Your instructions:
Locate the line that contains "assert_eq!(status, StatusCode::NO_CONTENT);" in the entries below, then repeat it and every following line through the line that contains "let (status, second)", exactly, and no others.

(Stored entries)

++++++++++

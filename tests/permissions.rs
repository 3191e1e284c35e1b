mod common;

use anyhow::Result;
use axum::http::StatusCode;
use serde_json::{json, Value};

use common::{seed_company, seed_profile, seed_world, spawn_app};

fn ids(v: &Value, key: &str) -> Vec<String> {
    let mut ids: Vec<String> = v[key]
        .as_array()
        .map(|a| a.iter().filter_map(|id| id.as_str().map(String::from)).collect())
        .unwrap_or_default();
    ids.sort();
    ids
}

fn names(v: &Value) -> Vec<String> {
    v.as_array()
        .map(|a| a.iter().filter_map(|c| c["name"].as_str().map(String::from)).collect())
        .unwrap_or_default()
}

#[tokio::test]
async fn owner_resolves_to_every_entity_without_role_rows() -> Result<()> {
    let app = spawn_app().await?;
    let w = seed_world(&app.pool).await?;

    let (status, perms) = app.get("/me/permissions", w.owner).await?;
    assert_eq!(status, StatusCode::OK);
    assert_eq!(perms["is_owner"], true);
    assert_eq!(perms["can_manage_any"], true);
    assert_eq!(perms["effective_role"], "TenantOwner");

    let mut companies = vec![w.north.to_string(), w.south.to_string()];
    companies.sort();
    assert_eq!(ids(&perms, "managed_company_ids"), companies);
    assert_eq!(ids(&perms, "accessible_company_ids"), companies);

    let mut projects = vec![w.apollo.to_string(), w.gemini.to_string(), w.mercury.to_string()];
    projects.sort();
    assert_eq!(ids(&perms, "managed_project_ids"), projects);
    assert_eq!(ids(&perms, "all_member_project_ids"), projects);
    Ok(())
}

#[tokio::test]
async fn user_without_rows_gets_an_empty_record() -> Result<()> {
    let app = spawn_app().await?;
    let w = seed_world(&app.pool).await?;
    let newcomer = seed_profile(&app.pool, w.tenant_id, "Nia Newcomer").await?;

    let (status, perms) = app.get("/me/permissions", newcomer).await?;
    assert_eq!(status, StatusCode::OK);
    assert_eq!(perms["is_owner"], false);
    assert_eq!(perms["can_manage_any"], false);
    assert_eq!(perms["effective_role"], "User");
    assert_eq!(perms["held_roles"], json!(["User"]));
    for key in [
        "managed_company_ids",
        "managed_department_ids",
        "managed_project_ids",
        "accessible_company_ids",
        "all_member_project_ids",
    ] {
        assert!(ids(&perms, key).is_empty(), "{key} should be empty");
    }

    let (_, companies) = app.get("/companies", newcomer).await?;
    assert!(names(&companies).is_empty());
    Ok(())
}

#[tokio::test]
async fn assign_then_revoke_restores_previous_record() -> Result<()> {
    let app = spawn_app().await?;
    let w = seed_world(&app.pool).await?;

    let (_, before) = app.get("/me/permissions", w.worker).await?;

    let (status, assignment) = app
        .post(
            &format!("/users/{}/roles", w.worker),
            w.owner,
            json!({ "role": "CEO", "scope_type": "company", "scope_id": w.south }),
        )
        .await?;
    assert_eq!(status, StatusCode::CREATED, "assign failed: {assignment}");

    let (_, during) = app.get("/me/permissions", w.worker).await?;
    assert_eq!(during["is_ceo"], true);
    assert_eq!(during["effective_role"], "CEO");
    assert_ne!(during, before);

    let assignment_id = assignment["id"].as_str().unwrap_or_default();
    let (status, _) = app
        .delete(&format!("/users/{}/roles/{}", w.worker, assignment_id), w.owner)
        .await?;
    assert_eq!(status, StatusCode::NO_CONTENT);

    let (_, after) = app.get("/me/permissions", w.worker).await?;
    assert_eq!(after, before);
    Ok(())
}

#[tokio::test]
async fn repeated_assignment_is_an_upsert() -> Result<()> {
    let app = spawn_app().await?;
    let w = seed_world(&app.pool).await?;
    let body = json!({ "role": "User", "scope_type": "company", "scope_id": w.south });

    let (_, first) = app.post(&format!("/users/{}/roles", w.worker), w.owner, body.clone()).await?;
    let (status, second) = app.post(&format!("/users/{}/roles", w.worker), w.owner, body).await?;
    assert_eq!(status, StatusCode::CREATED);
    assert_eq!(first["id"], second["id"]);

    let (_, roles) = app.get(&format!("/users/{}/roles", w.worker), w.worker).await?;
    assert_eq!(roles["assignments"].as_array().map(Vec::len), Some(1));
    Ok(())
}

#[tokio::test]
async fn scope_listings_follow_roles() -> Result<()> {
    let app = spawn_app().await?;
    let w = seed_world(&app.pool).await?;

    let (_, companies) = app.get("/companies", w.owner).await?;
    assert_eq!(names(&companies), vec!["North", "South"]);

    // heading a department makes its company visible
    let (_, companies) = app.get("/companies", w.dept_head).await?;
    assert_eq!(names(&companies), vec!["North"]);

    let (_, projects) = app.get(&format!("/companies/{}/projects", w.north), w.dept_head).await?;
    assert_eq!(names(&projects), vec!["Apollo"]);

    let (_, projects) = app.get(&format!("/companies/{}/projects", w.north), w.ceo).await?;
    assert_eq!(names(&projects), vec!["Apollo", "Gemini"]);

    let (_, departments) = app.get(&format!("/companies/{}/departments", w.north), w.worker).await?;
    assert_eq!(names(&departments), vec!["Engineering"]);

    let (status, body) = app.get(&format!("/companies/{}/projects", w.south), w.worker).await?;
    assert_eq!(status, StatusCode::FORBIDDEN);
    assert_eq!(body["message"], "not permitted");
    Ok(())
}

#[tokio::test]
async fn tenants_are_isolated() -> Result<()> {
    let app = spawn_app().await?;
    let w = seed_world(&app.pool).await?;
    let (other_tenant, other_owner) = common::seed_tenant(&app.pool, "Globex").await?;
    let other_company = seed_company(&app.pool, other_tenant, "Globex Main").await?;

    let (_, companies) = app.get("/companies", other_owner).await?;
    assert_eq!(names(&companies), vec!["Globex Main"]);

    let (status, _) = app.get(&format!("/companies/{}/projects", other_company), w.owner).await?;
    assert_eq!(status, StatusCode::FORBIDDEN);

    // granting across tenants is a data error, not a guess
    let (status, body) = app
        .post(
            &format!("/users/{}/roles", w.worker),
            w.owner,
            json!({ "role": "CEO", "scope_type": "company", "scope_id": other_company }),
        )
        .await?;
    assert_eq!(status, StatusCode::UNPROCESSABLE_ENTITY);
    assert_eq!(body["error"], "invalid_reference");
    Ok(())
}
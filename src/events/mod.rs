use chrono::{DateTime, Utc};
use serde::{Deserialize, Serialize};
use serde_json::Value;
use sha2::{Digest, Sha256};
use sqlx::SqlitePool;
use tokio::sync::broadcast;
use uuid::Uuid;

pub mod loggable;
pub mod notify;
pub use loggable::{Loggable, Severity};
pub use notify::{start_notification_listener, LogNotifier, Notification, Notifier};

#[derive(Debug, Clone, Serialize, Deserialize)]
pub struct DomainEvent<T> {
    pub id: Uuid,
    pub name: String,
    pub occurred_at: DateTime<Utc>,
    pub actor_id: Option<Uuid>,
    pub subject_id: Option<Uuid>,
    pub payload: T,
}

impl<T> DomainEvent<T> {
    pub fn new(name: impl Into<String>, actor_id: Option<Uuid>, subject_id: Option<Uuid>, payload: T) -> Self {
        Self {
            id: Uuid::new_v4(),
            name: name.into(),
            occurred_at: Utc::now(),
            actor_id,
            subject_id,
            payload,
        }
    }
}

pub type EventBus = broadcast::Sender<Value>;

pub fn init_event_bus() -> (EventBus, broadcast::Receiver<Value>) {
    broadcast::channel(1024)
}

/// Request context for activity logging (IP, User-Agent, etc.)
#[derive(Debug, Clone, Default, Serialize, Deserialize)]
pub struct RequestContext {
    #[serde(skip_serializing_if = "Option::is_none")]
    pub ip: Option<String>,
    #[serde(skip_serializing_if = "Option::is_none")]
    pub user_agent: Option<String>,
}

impl RequestContext {
    /// Extract context from Axum request headers
    pub fn from_headers(headers: &axum::http::HeaderMap) -> Self {
        let ip = headers
            .get("x-forwarded-for")
            .and_then(|v| v.to_str().ok())
            .map(|s| s.split(',').next().unwrap_or(s).trim().to_string())
            .or_else(|| {
                headers
                    .get("x-real-ip")
                    .and_then(|v| v.to_str().ok())
                    .map(String::from)
            });

        let user_agent = headers
            .get(axum::http::header::USER_AGENT)
            .and_then(|v| v.to_str().ok())
            .map(String::from);

        Self { ip, user_agent }
    }
}

/// Structured activity payload
#[derive(Debug, Clone, Serialize, Deserialize)]
pub struct ActivityPayload {
    /// The current/new state of the entity
    #[serde(rename = "new")]
    pub current: Value,
    /// The previous state (for update/delete operations)
    #[serde(skip_serializing_if = "Option::is_none")]
    pub old: Option<Value>,
    #[serde(skip_serializing_if = "Option::is_none")]
    pub context: Option<RequestContext>,
    /// Severity level for retention policy
    pub severity: Severity,
}

/// Publishes `<entity_type>.<action>` for an entity after a successful write.
///
/// Fire and forget: a missing subscriber or a full channel never fails the
/// caller's request.
pub fn log_activity_with_context<T: Loggable>(
    event_bus: &EventBus,
    action: &str,
    actor_id: Option<Uuid>,
    entity: &T,
    old_entity: Option<&T>,
    context: Option<RequestContext>,
) {
    let event_name = format!("{}.{}", T::entity_type(), action);

    let severity = entity.severity_for_action(action);
    let payload = ActivityPayload {
        current: serde_json::to_value(entity).unwrap_or_default(),
        old: old_entity.map(|e| serde_json::to_value(e).unwrap_or_default()),
        context,
        severity,
    };

    let event = DomainEvent::new(
        event_name,
        actor_id,
        Some(entity.subject_id()),
        serde_json::to_value(&payload).unwrap_or_default(),
    );

    if event_bus.send(serde_json::to_value(event).unwrap_or_default()).is_err() {
        tracing::debug!(action, entity = T::entity_type(), "no activity subscribers");
    }
}

pub fn describe(event_name: &str) -> &'static str {
    match event_name {
        "time_entry.created" => "Time entry created",
        "time_entry.updated" => "Time entry updated",
        "time_entry.deleted" => "Time entry deleted",
        "time_entry.submitted" => "Time entry submitted",
        "time_entry.approved" => "Time entry approved",
        "time_entry.rejected" => "Time entry rejected",
        "role_assignment.assigned" => "Role assigned",
        "role_assignment.revoked" => "Role revoked",
        "project_membership.added" => "Project member added",
        "project_membership.removed" => "Project member removed",
        "approval_policy.updated" => "Approval policy updated",
        "active_context.switched" => "Active context switched",
        _ => "System event",
    }
}

/// SHA256(prev_hash || payload), hex encoded.
pub fn chain_hash(prev_hash: Option<&str>, payload: &str) -> String {
    let mut hasher = Sha256::new();
    if let Some(prev) = prev_hash {
        hasher.update(prev.as_bytes());
    }
    hasher.update(payload.as_bytes());
    hex::encode(hasher.finalize())
}

/// Projects every bus event into `activity_log` and appends it to the
/// hash-chained `event_store`.
pub async fn start_activity_listener(mut rx: broadcast::Receiver<Value>, pool: SqlitePool) {
    tracing::info!("activity listener started");
    loop {
        let event = match rx.recv().await {
            Ok(event) => event,
            Err(broadcast::error::RecvError::Lagged(skipped)) => {
                tracing::warn!(skipped, "activity listener lagged");
                continue;
            }
            Err(broadcast::error::RecvError::Closed) => break,
        };

        if let Err(e) = persist_event(&pool, &event).await {
            tracing::error!("failed to persist activity event: {}", e);
        }
    }
}

async fn persist_event(pool: &SqlitePool, event: &Value) -> Result<(), sqlx::Error> {
    let name = event.get("name").and_then(|v| v.as_str()).unwrap_or("unknown");
    let actor_id = event
        .get("actor_id")
        .and_then(|v| v.as_str())
        .and_then(|s| Uuid::parse_str(s).ok())
        .map(|u| u.to_string());
    let subject_id = event
        .get("subject_id")
        .and_then(|v| v.as_str())
        .and_then(|s| Uuid::parse_str(s).ok())
        .map(|u| u.to_string());
    let occurred_at = event
        .get("occurred_at")
        .and_then(|v| v.as_str())
        .and_then(|s| DateTime::parse_from_rfc3339(s).ok())
        .map(|dt| dt.with_timezone(&Utc))
        .unwrap_or_else(Utc::now);
    let severity = event
        .get("payload")
        .and_then(|p| p.get("severity"))
        .and_then(|s| s.as_str())
        .unwrap_or(Severity::Important.as_str());
    let payload = serde_json::to_string(event).unwrap_or_default();

    sqlx::query(
        "INSERT INTO activity_log (id, event_name, description, actor_id, subject_id, occurred_at, properties, severity) \
         VALUES (?, ?, ?, ?, ?, ?, ?, ?)",
    )
    .bind(Uuid::new_v4().to_string())
    .bind(name)
    .bind(describe(name))
    .bind(&actor_id)
    .bind(&subject_id)
    .bind(occurred_at)
    .bind(&payload)
    .bind(severity)
    .execute(pool)
    .await?;

    let mut tx = pool.begin().await?;

    let prev_hash: Option<String> = sqlx::query_scalar("SELECT hash FROM event_store ORDER BY seq DESC LIMIT 1")
        .fetch_optional(&mut *tx)
        .await?;
    let hash = chain_hash(prev_hash.as_deref(), &payload);

    sqlx::query(
        "INSERT INTO event_store (id, event_name, occurred_at, actor_id, subject_id, payload, severity, prev_hash, hash) \
         VALUES (?, ?, ?, ?, ?, ?, ?, ?, ?)",
    )
    .bind(Uuid::new_v4().to_string())
    .bind(name)
    .bind(occurred_at)
    .bind(&actor_id)
    .bind(&subject_id)
    .bind(&payload)
    .bind(severity)
    .bind(&prev_hash)
    .bind(&hash)
    .execute(&mut *tx)
    .await?;

    tx.commit().await
}

#[cfg(test)]
mod tests {
    use super::*;

    #[test]
    fn chain_hash_depends_on_previous_link() {
        let first = chain_hash(None, "payload");
        let second = chain_hash(Some(&first), "payload");
        assert_eq!(first.len(), 64);
        assert_ne!(first, second);
        assert_eq!(second, chain_hash(Some(&first), "payload"));
    }

    #[tokio::test]
    async fn log_activity_publishes_named_event() {
        #[derive(Serialize)]
        struct Thing {
            id: Uuid,
        }
        impl Loggable for Thing {
            fn entity_type() -> &'static str { "thing" }
            fn subject_id(&self) -> Uuid { self.id }
        }

        let (bus, mut rx) = init_event_bus();
        let thing = Thing { id: Uuid::new_v4() };
        log_activity_with_context(&bus, "created", None, &thing, None, None);

        let event = rx.recv().await.unwrap();
        assert_eq!(event["name"], "thing.created");
        assert_eq!(event["subject_id"], thing.id.to_string());
        assert_eq!(event["payload"]["severity"], "important");
    }
}
//! Role administration
//!
//! Role assignments and project memberships. Every change is published with
//! Critical severity.

use axum::{
    extract::{Path, State},
    http::{HeaderMap, StatusCode},
    routing::{delete, get},
    Json, Router,
};
use uuid::Uuid;

use crate::app::AppState;
use crate::authz::admin::{can_view_roles, ensure_can_grant, ensure_can_manage_membership};
use crate::authz::Resolution;
use crate::db::row_parsers::{membership_from_row, role_assignment_from_row};
use crate::errors::{AppError, AppResult};
use crate::events::{log_activity_with_context, RequestContext};
use crate::jwt::AuthUser;
use crate::models::org::ProjectScope;
use crate::models::role::*;
use crate::utils::utc_now;

use super::resolve_caller;

// =============================================================================
// ROUTER
// =============================================================================

pub fn routes() -> Router<AppState> {
    Router::new()
        .route("/users/:user_id/roles", get(get_user_roles).post(assign_role))
        .route("/users/:user_id/roles/:assignment_id", delete(revoke_role))
        .route("/projects/:project_id/members", get(list_members).post(add_member))
        .route("/projects/:project_id/members/:user_id", delete(remove_member))
}

/// The target user must belong to the caller's tenant.
async fn ensure_same_tenant(state: &AppState, tenant_id: Uuid, user_id: Uuid) -> AppResult<()> {
    match state.store.tenant_for_user(user_id).await? {
        Some(tenant) if tenant.id == tenant_id => Ok(()),
        _ => Err(AppError::invalid_reference("user does not belong to this tenant")),
    }
}

fn project_scope(resolution: &Resolution, project_id: Uuid) -> AppResult<ProjectScope> {
    resolution
        .org
        .project_scope(project_id)
        .ok_or_else(|| AppError::not_found("project not found"))
}

// =============================================================================
// ROLE ASSIGNMENTS
// =============================================================================

/// Role assignments and memberships of a user
#[utoipa::path(
    get,
    path = "/users/{user_id}/roles",
    tag = "Roles",
    params(("user_id" = Uuid, Path, description = "User ID")),
    responses(
        (status = 200, description = "Role rows of the user", body = UserRoles),
        (status = 403, description = "Not permitted"),
    ),
    security(("bearerAuth" = []))
)]
pub async fn get_user_roles(
    State(state): State<AppState>,
    auth: AuthUser,
    Path(user_id): Path<Uuid>,
) -> AppResult<Json<UserRoles>> {
    let resolution = resolve_caller(&state, &auth).await?;
    let tenant_id = resolution.tenant_id()?;
    if !can_view_roles(&resolution.record, user_id) {
        return Err(AppError::forbidden());
    }

    let assignments = state.store.role_assignments(tenant_id, user_id).await?;
    let memberships = state
        .store
        .project_memberships(user_id)
        .await?
        .into_iter()
        .filter(|m| resolution.org.project(m.project_id).is_some())
        .collect();

    Ok(Json(UserRoles {
        user_id,
        assignments,
        memberships,
    }))
}

/// Assign a role (upsert on user, role and scope)
#[utoipa::path(
    post,
    path = "/users/{user_id}/roles",
    tag = "Roles",
    params(("user_id" = Uuid, Path, description = "User ID")),
    request_body = AssignRoleRequest,
    responses(
        (status = 201, description = "Role assigned", body = RoleAssignment),
        (status = 400, description = "Role cannot be assigned at that scope"),
        (status = 403, description = "Not permitted"),
        (status = 422, description = "Scope or user outside the tenant"),
    ),
    security(("bearerAuth" = []))
)]
pub async fn assign_role(
    State(state): State<AppState>,
    auth: AuthUser,
    headers: HeaderMap,
    Path(user_id): Path<Uuid>,
    Json(req): Json<AssignRoleRequest>,
) -> AppResult<(StatusCode, Json<RoleAssignment>)> {
    let resolution = resolve_caller(&state, &auth).await?;
    let tenant_id = resolution.tenant_id()?;
    ensure_can_grant(&resolution.record, &resolution.org, req.role, req.scope_type, req.scope_id)?;
    ensure_same_tenant(&state, tenant_id, user_id).await?;

    let now = utc_now();
    sqlx::query(
        "INSERT INTO role_assignments (id, tenant_id, user_id, role, scope_type, scope_id, created_at, updated_at) \
         VALUES (?, ?, ?, ?, ?, ?, ?, ?) \
         ON CONFLICT(user_id, role, scope_type, scope_id) DO UPDATE SET updated_at = excluded.updated_at",
    )
    .bind(Uuid::new_v4().to_string())
    .bind(tenant_id.to_string())
    .bind(user_id.to_string())
    .bind(req.role.as_str())
    .bind(req.scope_type.as_str())
    .bind(req.scope_id.to_string())
    .bind(now)
    .bind(now)
    .execute(&state.pool)
    .await?;

    let row = sqlx::query(
        "SELECT id, tenant_id, user_id, role, scope_type, scope_id, created_at, updated_at FROM role_assignments \
         WHERE user_id = ? AND role = ? AND scope_type = ? AND scope_id = ?",
    )
    .bind(user_id.to_string())
    .bind(req.role.as_str())
    .bind(req.scope_type.as_str())
    .bind(req.scope_id.to_string())
    .fetch_one(&state.pool)
    .await?;
    let assignment = role_assignment_from_row(&row)?;

    tracing::info!(
        actor_id = %auth.user_id,
        user_id = %user_id,
        role = %assignment.role,
        scope_id = %assignment.scope_id,
        "role assigned"
    );
    log_activity_with_context(
        &state.event_bus,
        "assigned",
        Some(auth.user_id),
        &assignment,
        None,
        Some(RequestContext::from_headers(&headers)),
    );

    Ok((StatusCode::CREATED, Json(assignment)))
}

/// Revoke a role assignment
#[utoipa::path(
    delete,
    path = "/users/{user_id}/roles/{assignment_id}",
    tag = "Roles",
    params(
        ("user_id" = Uuid, Path, description = "User ID"),
        ("assignment_id" = Uuid, Path, description = "Role assignment ID"),
    ),
    responses(
        (status = 204, description = "Role revoked"),
        (status = 403, description = "Not permitted"),
        (status = 404, description = "Assignment not found"),
    ),
    security(("bearerAuth" = []))
)]
pub async fn revoke_role(
    State(state): State<AppState>,
    auth: AuthUser,
    headers: HeaderMap,
    Path((user_id, assignment_id)): Path<(Uuid, Uuid)>,
) -> AppResult<StatusCode> {
    let resolution = resolve_caller(&state, &auth).await?;
    let tenant_id = resolution.tenant_id()?;

    let row = sqlx::query(
        "SELECT id, tenant_id, user_id, role, scope_type, scope_id, created_at, updated_at FROM role_assignments \
         WHERE id = ? AND user_id = ? AND tenant_id = ?",
    )
    .bind(assignment_id.to_string())
    .bind(user_id.to_string())
    .bind(tenant_id.to_string())
    .fetch_optional(&state.pool)
    .await?
    .ok_or_else(|| AppError::not_found("role assignment not found"))?;
    let assignment = role_assignment_from_row(&row)?;

    // the owner can also clean up grants whose scope no longer exists
    if !resolution.record.is_owner {
        ensure_can_grant(
            &resolution.record,
            &resolution.org,
            assignment.role,
            assignment.scope_type,
            assignment.scope_id,
        )?;
    }

    sqlx::query("DELETE FROM role_assignments WHERE id = ?")
        .bind(assignment_id.to_string())
        .execute(&state.pool)
        .await?;

    tracing::info!(actor_id = %auth.user_id, user_id = %user_id, role = %assignment.role, "role revoked");
    log_activity_with_context(
        &state.event_bus,
        "revoked",
        Some(auth.user_id),
        &assignment,
        None,
        Some(RequestContext::from_headers(&headers)),
    );

    Ok(StatusCode::NO_CONTENT)
}

// =============================================================================
// PROJECT MEMBERSHIPS
// =============================================================================

async fn find_membership(state: &AppState, project_id: Uuid, user_id: Uuid) -> AppResult<Option<ProjectMembership>> {
    let row = sqlx::query(
        "SELECT id, project_id, user_id, role, created_at, updated_at FROM project_members \
         WHERE project_id = ? AND user_id = ?",
    )
    .bind(project_id.to_string())
    .bind(user_id.to_string())
    .fetch_optional(&state.pool)
    .await?;

    row.as_ref().map(membership_from_row).transpose()
}

/// Members of a project
#[utoipa::path(
    get,
    path = "/projects/{project_id}/members",
    tag = "Roles",
    params(("project_id" = Uuid, Path, description = "Project ID")),
    responses(
        (status = 200, description = "Project members", body = Vec<ProjectMembership>),
        (status = 403, description = "Not permitted"),
    ),
    security(("bearerAuth" = []))
)]
pub async fn list_members(
    State(state): State<AppState>,
    auth: AuthUser,
    Path(project_id): Path<Uuid>,
) -> AppResult<Json<Vec<ProjectMembership>>> {
    let resolution = resolve_caller(&state, &auth).await?;
    let scope = project_scope(&resolution, project_id)?;
    if !resolution.record.can_book_on(&scope) {
        return Err(AppError::forbidden());
    }

    let members = sqlx::query(
        "SELECT id, project_id, user_id, role, created_at, updated_at FROM project_members \
         WHERE project_id = ? ORDER BY created_at",
    )
    .bind(project_id.to_string())
    .fetch_all(&state.pool)
    .await?
    .iter()
    .map(membership_from_row)
    .collect::<AppResult<Vec<_>>>()?;

    Ok(Json(members))
}

/// Add a member to a project, or change their project role
#[utoipa::path(
    post,
    path = "/projects/{project_id}/members",
    tag = "Roles",
    params(("project_id" = Uuid, Path, description = "Project ID")),
    request_body = AddMemberRequest,
    responses(
        (status = 201, description = "Member added", body = ProjectMembership),
        (status = 403, description = "Not permitted"),
        (status = 422, description = "User outside the tenant"),
    ),
    security(("bearerAuth" = []))
)]
pub async fn add_member(
    State(state): State<AppState>,
    auth: AuthUser,
    headers: HeaderMap,
    Path(project_id): Path<Uuid>,
    Json(req): Json<AddMemberRequest>,
) -> AppResult<(StatusCode, Json<ProjectMembership>)> {
    let resolution = resolve_caller(&state, &auth).await?;
    let tenant_id = resolution.tenant_id()?;
    let scope = project_scope(&resolution, project_id)?;
    let role = req.role.unwrap_or(MemberRole::User);

    ensure_can_manage_membership(&resolution.record, &scope, role)?;
    // demoting an existing leader needs leader-level authority too
    let previous = find_membership(&state, project_id, req.user_id).await?;
    if let Some(existing) = &previous {
        ensure_can_manage_membership(&resolution.record, &scope, existing.role)?;
    }
    ensure_same_tenant(&state, tenant_id, req.user_id).await?;

    let now = utc_now();
    sqlx::query(
        "INSERT INTO project_members (id, project_id, user_id, role, created_at, updated_at) \
         VALUES (?, ?, ?, ?, ?, ?) \
         ON CONFLICT(project_id, user_id) DO UPDATE SET role = excluded.role, updated_at = excluded.updated_at",
    )
    .bind(Uuid::new_v4().to_string())
    .bind(project_id.to_string())
    .bind(req.user_id.to_string())
    .bind(role.as_str())
    .bind(now)
    .bind(now)
    .execute(&state.pool)
    .await?;

    let membership = find_membership(&state, project_id, req.user_id)
        .await?
        .ok_or_else(|| AppError::internal("membership missing after upsert"))?;

    tracing::info!(
        actor_id = %auth.user_id,
        user_id = %req.user_id,
        project_id = %project_id,
        role = role.as_str(),
        "project member added"
    );
    log_activity_with_context(
        &state.event_bus,
        "added",
        Some(auth.user_id),
        &membership,
        previous.as_ref(),
        Some(RequestContext::from_headers(&headers)),
    );

    Ok((StatusCode::CREATED, Json(membership)))
}

/// Remove a member from a project
#[utoipa::path(
    delete,
    path = "/projects/{project_id}/members/{user_id}",
    tag = "Roles",
    params(
        ("project_id" = Uuid, Path, description = "Project ID"),
        ("user_id" = Uuid, Path, description = "User ID"),
    ),
    responses(
        (status = 204, description = "Member removed"),
        (status = 403, description = "Not permitted"),
        (status = 404, description = "Membership not found"),
    ),
    security(("bearerAuth" = []))
)]
pub async fn remove_member(
    State(state): State<AppState>,
    auth: AuthUser,
    headers: HeaderMap,
    Path((project_id, user_id)): Path<(Uuid, Uuid)>,
) -> AppResult<StatusCode> {
    let resolution = resolve_caller(&state, &auth).await?;
    let scope = project_scope(&resolution, project_id)?;
    let membership = find_membership(&state, project_id, user_id)
        .await?
        .ok_or_else(|| AppError::not_found("membership not found"))?;

    ensure_can_manage_membership(&resolution.record, &scope, membership.role)?;

    sqlx::query("DELETE FROM project_members WHERE id = ?")
        .bind(membership.id.to_string())
        .execute(&state.pool)
        .await?;

    tracing::info!(actor_id = %auth.user_id, user_id = %user_id, project_id = %project_id, "project member removed");
    log_activity_with_context(
        &state.event_bus,
        "removed",
        Some(auth.user_id),
        &membership,
        None,
        Some(RequestContext::from_headers(&headers)),
    );

    Ok(StatusCode::NO_CONTENT)
}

++++++++++

Written response:
    assert_eq!(status, StatusCode::NO_CONTENT);

    let (_, after) = app.get("/me/permissions", w.worker).await?;
    assert_eq!(after, before);
    Ok(())
}

#[tokio::test]
async fn repeated_assignment_is_an_upsert() -> Result<()> {
    let app = spawn_app().await?;
    let w = seed_world(&app.pool).await?;
    let body = json!({ "role": "User", "scope_type": "company", "scope_id": w.south });

    let (_, first) = app.post(&format!("/users/{}/roles", w.worker), w.owner, body.clone()).await?;
    let (status, second) = app.post(&format!("/users/{}/roles", w.worker), w.owner, body).await?;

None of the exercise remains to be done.